They’ve been searching and scrolling for nearly an hour. As Emma clicks and drags the mouse with her right hand, Olivia is painting the nails on Emma’s left hand blue. Emma is clumsy with that tiny brush.

“Nope,” Emma says.

When Olivia finishes Emma’s left hand, Emma reaches down to scratch the mosquito bite on her ankle, and Olivia smacks her hand, careful to miss the nails. “You’ll smudge my work.”

It’s true that when Varga was in eighth grade, she chose humans as the subject of her science experiment, but that was less because she didn’t want to experiment on animals than that she did want to experiment on humans. She’d conducted a psychology experiment, her postulation being that rom-coms make people stupid. She’d given her subjects a series of logic and math questions to answer. Then she had them watch clips of either My Best Friend’s Wedding or 10 Things I Hate About You. Afterwards, she gave them a second set of logic and math questions.

Emma can think of a dozen explanations for the photos far more sound than that Varga has become an advocate for animals. Like Varga wanted attention. Like she was fucking the guy in the lab coat.

Or maybe Varga is like the second-grader, Liam, whom Emma tutors in reading Wednesday mornings before school, and who stabs his own hand with a pencil when he becomes frustrated, which is all the time. She’s supposed to check his hands for pencils before they begin. She’s supposed to gently remove the pencil from his hand if he has one. It’s okay if he jabs his hand with his too-long, dirt-caked fingernails, but no pencils.

Emma remembers how once or twice a week her sister would fast. Varga sipped coffee throughout those days. To trim her appetite, she said, as though hunger were high-maintenance, like bangs. You had to snip constantly, or it would grow unruly.

Emma doesn’t know how she would properly test any of her hypotheses, even if Varga weren’t gone.

*

Sometimes Varga voluntarily rescued Emma from being alone in the house with their dad and Mary Leard.

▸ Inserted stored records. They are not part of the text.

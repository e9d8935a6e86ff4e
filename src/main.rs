use clap::Parser;
use eframe::egui;
use log::{error, info};
use std::path::PathBuf;

mod config;
mod demo;
mod divider;
mod drag_indicator;
mod layout;
mod session;
mod splitter;

use config::Config;
use demo::{EditorPane, PlaylistPane};
use drag_indicator::EguiDragIndicator;
use session::ResizeSession;
use splitter::ResizableLayout;

/// Two-pane editor layout with a draggable divider
#[derive(Parser, Debug)]
#[command(name = "split-pane", version, about)]
struct Args {
    /// Initial width of the right-hand pane in points (overrides config)
    #[arg(long, value_name = "PX")]
    right_width: Option<f32>,

    /// Load configuration from this file instead of ~/.config/split-pane/config.yaml
    #[arg(long, value_name = "PATH")]
    config: Option<PathBuf>,

    /// Write an example config file and exit
    #[arg(long)]
    init_config: bool,

    /// Enable debug logging
    #[arg(short, long)]
    verbose: bool,
}

struct SplitPaneApp {
    session: ResizeSession<EguiDragIndicator>,
    editor: EditorPane,
    playlist: PlaylistPane,
}

impl SplitPaneApp {
    fn new(cc: &eframe::CreationContext<'_>, config: &Config, right_width: Option<f32>) -> Self {
        let initial_width = right_width.unwrap_or(config.layout.initial_right_width);
        let bounds = config.layout.bounds();
        info!(
            "Right pane starts at {} (bounds {}..={})",
            initial_width, bounds.min, bounds.max
        );

        Self {
            session: ResizeSession::new(
                initial_width,
                bounds,
                EguiDragIndicator::new(cc.egui_ctx.clone()),
            ),
            editor: EditorPane::new(),
            playlist: PlaylistPane::new(),
        }
    }
}

impl eframe::App for SplitPaneApp {
    fn update(&mut self, ctx: &egui::Context, _frame: &mut eframe::Frame) {
        egui::TopBottomPanel::bottom("status_bar").show(ctx, |ui| {
            ui.horizontal(|ui| {
                ui.label(format!("Right pane: {:.0}px", self.session.tracked_width()));
                let bounds = self.session.bounds();
                ui.label(
                    egui::RichText::new(format!("({:.0}-{:.0})", bounds.min, bounds.max))
                        .small()
                        .color(egui::Color32::GRAY),
                );
                if let Some((_, anchor_width)) = self.session.anchor() {
                    ui.separator();
                    ui.label(format!("Resizing from {:.0}px", anchor_width));
                }
            });
        });

        egui::CentralPanel::default()
            .frame(egui::Frame::none().fill(ctx.style().visuals.panel_fill))
            .show(ctx, |ui| {
                let editor = &mut self.editor;
                let playlist = &mut self.playlist;
                ResizableLayout::new("main_split", &mut self.session).show(ui, |left, right| {
                    egui::Frame::none()
                        .inner_margin(8.0)
                        .show(left, |ui| editor.show(ui));
                    egui::Frame::none()
                        .inner_margin(8.0)
                        .show(right, |ui| playlist.show(ui));
                });
            });
    }
}

fn main() -> eframe::Result<()> {
    let args = Args::parse();

    // Initialize logging
    env_logger::Builder::new()
        .filter_level(if args.verbose {
            log::LevelFilter::Debug
        } else {
            log::LevelFilter::Info
        })
        .parse_default_env()
        .init();

    info!("Split Pane starting...");

    if args.init_config {
        match Config::create_example() {
            Ok(path) => println!("Wrote example config to {}", path.display()),
            Err(e) => {
                error!("{}", e);
                std::process::exit(1);
            }
        }
        return Ok(());
    }

    let config = match &args.config {
        Some(path) => match Config::load_from(path) {
            Ok(config) => config,
            Err(e) => {
                error!("{}", e);
                std::process::exit(1);
            }
        },
        None => Config::load(),
    };

    let native_options = eframe::NativeOptions {
        viewport: egui::ViewportBuilder::default()
            .with_inner_size([config.window.width, config.window.height])
            .with_title(config.window.title.clone()),
        ..Default::default()
    };

    let right_width = args.right_width;
    eframe::run_native(
        "split-pane",
        native_options,
        Box::new(move |cc| Ok(Box::new(SplitPaneApp::new(cc, &config, right_width)))),
    )
}
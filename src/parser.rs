//! Parser module for Gate.io futures order book messages
//!
//! Handles the REST order book snapshot, the `futures.order_book_update`
//! stream envelope and the subscription request.

use rust_decimal::Decimal;
use serde::{Deserialize, Deserializer, Serialize};
use std::str::FromStr;

/// Channel carrying incremental order book updates
pub const ORDER_BOOK_UPDATE_CHANNEL: &str = "futures.order_book_update";
/// Update interval requested on subscription
pub const UPDATE_INTERVAL: &str = "100ms";
/// Update depth requested on subscription
pub const UPDATE_DEPTH: &str = "100";

/// Price level (price, size pair) as sent by the exchange
#[derive(Debug, Clone, Copy, PartialEq, Eq, Serialize, Deserialize)]
pub struct PriceLevel {
    #[serde(rename = "p", deserialize_with = "deserialize_decimal")]
    pub price: Decimal,

    #[serde(rename = "s", deserialize_with = "deserialize_decimal")]
    pub size: Decimal,
}

impl PriceLevel {
    pub fn new(price: Decimal, size: Decimal) -> Self {
        Self { price, size }
    }
}

/// Order book snapshot from `GET /futures/{settle}/order_book?with_id=true`
#[derive(Debug, Clone, Deserialize)]
pub struct OrderBookSnapshot {
    /// Book identifier, only present when `with_id=true`
    pub id: i64,

    pub bids: Vec<PriceLevel>,

    pub asks: Vec<PriceLevel>,
}

/// Payload of an `update` event on the order book update channel
#[derive(Debug, Clone, Deserialize)]
pub struct BookUpdate {
    /// Contract
    #[serde(rename = "s")]
    pub contract: String,

    /// First update id in this message
    #[serde(rename = "U", default)]
    pub first_update_id: Option<u64>,

    /// Last update id in this message
    #[serde(rename = "u", default)]
    pub last_update_id: Option<u64>,

    /// Bid deltas
    #[serde(rename = "b", default)]
    pub bids: Vec<PriceLevel>,

    /// Ask deltas
    #[serde(rename = "a", default)]
    pub asks: Vec<PriceLevel>,
}

/// Envelope shared by every message on the futures stream
#[derive(Debug, Clone, Deserialize)]
pub struct StreamMessage {
    #[serde(default)]
    pub channel: Option<String>,

    #[serde(default)]
    pub event: String,

    #[serde(default)]
    pub result: Option<serde_json::Value>,

    #[serde(default)]
    pub error: Option<serde_json::Value>,
}

/// Parsed WebSocket message
#[derive(Debug, Clone)]
pub enum ParsedMessage {
    Update(BookUpdate),
    /// Subscription acknowledgement or rejection
    Subscribed { error: Option<String> },
    Unknown(String),
}

impl ParsedMessage {
    /// Parse a raw WebSocket message
    pub fn parse(raw: &str) -> Result<Self, serde_json::Error> {
        let msg: StreamMessage = serde_json::from_str(raw)?;

        match msg.event.as_str() {
            "update" => {
                let result = msg.result.unwrap_or(serde_json::Value::Null);
                let update: BookUpdate = serde_json::from_value(result)?;
                Ok(ParsedMessage::Update(update))
            }
            "subscribe" => Ok(ParsedMessage::Subscribed {
                error: msg.error.filter(|e| !e.is_null()).map(|e| e.to_string()),
            }),
            _ => Ok(ParsedMessage::Unknown(raw.to_string())),
        }
    }
}

/// Subscription request for the order book update channel
#[derive(Debug, Clone, Serialize)]
pub struct SubscribeRequest {
    pub time: i64,
    pub channel: &'static str,
    pub event: &'static str,
    pub payload: [String; 3],
}

impl SubscribeRequest {
    pub fn order_book_update(contract: &str, time: i64) -> Self {
        Self {
            time,
            channel: ORDER_BOOK_UPDATE_CHANNEL,
            event: "subscribe",
            payload: [
                contract.to_string(),
                UPDATE_INTERVAL.to_string(),
                UPDATE_DEPTH.to_string(),
            ],
        }
    }

    pub fn to_json(&self) -> Result<String, serde_json::Error> {
        serde_json::to_string(self)
    }
}

#[derive(Deserialize)]
#[serde(untagged)]
enum RawNumber {
    Text(String),
    Number(serde_json::Number),
}

/// Custom deserializer for Decimal from either a JSON string or number
///
/// Futures sizes arrive as integers while prices arrive as strings.
fn deserialize_decimal<'de, D>(deserializer: D) -> Result<Decimal, D::Error>
where
    D: Deserializer<'de>,
{
    let text = match RawNumber::deserialize(deserializer)? {
        RawNumber::Text(s) => s,
        RawNumber::Number(n) => n.to_string(),
    };
    Decimal::from_str(text.trim())
        .or_else(|_| Decimal::from_scientific(text.trim()))
        .map_err(serde::de::Error::custom)
}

They went to random events Varga selected from local listings. The point as far as Emma could tell was to gawk. At a cat show in a Baytown, Varga asked a woman if they could pet her gray Scottish Fold, and the woman gestured to an economy-sized bottle of hand sanitizer. “Oils from your hands will dirty his coat,” she said. The cat’s body buzzed like an engine. Varga whispered that the woman probably used the cat as a vibrator, set it between her legs and got off while she watched The L Word.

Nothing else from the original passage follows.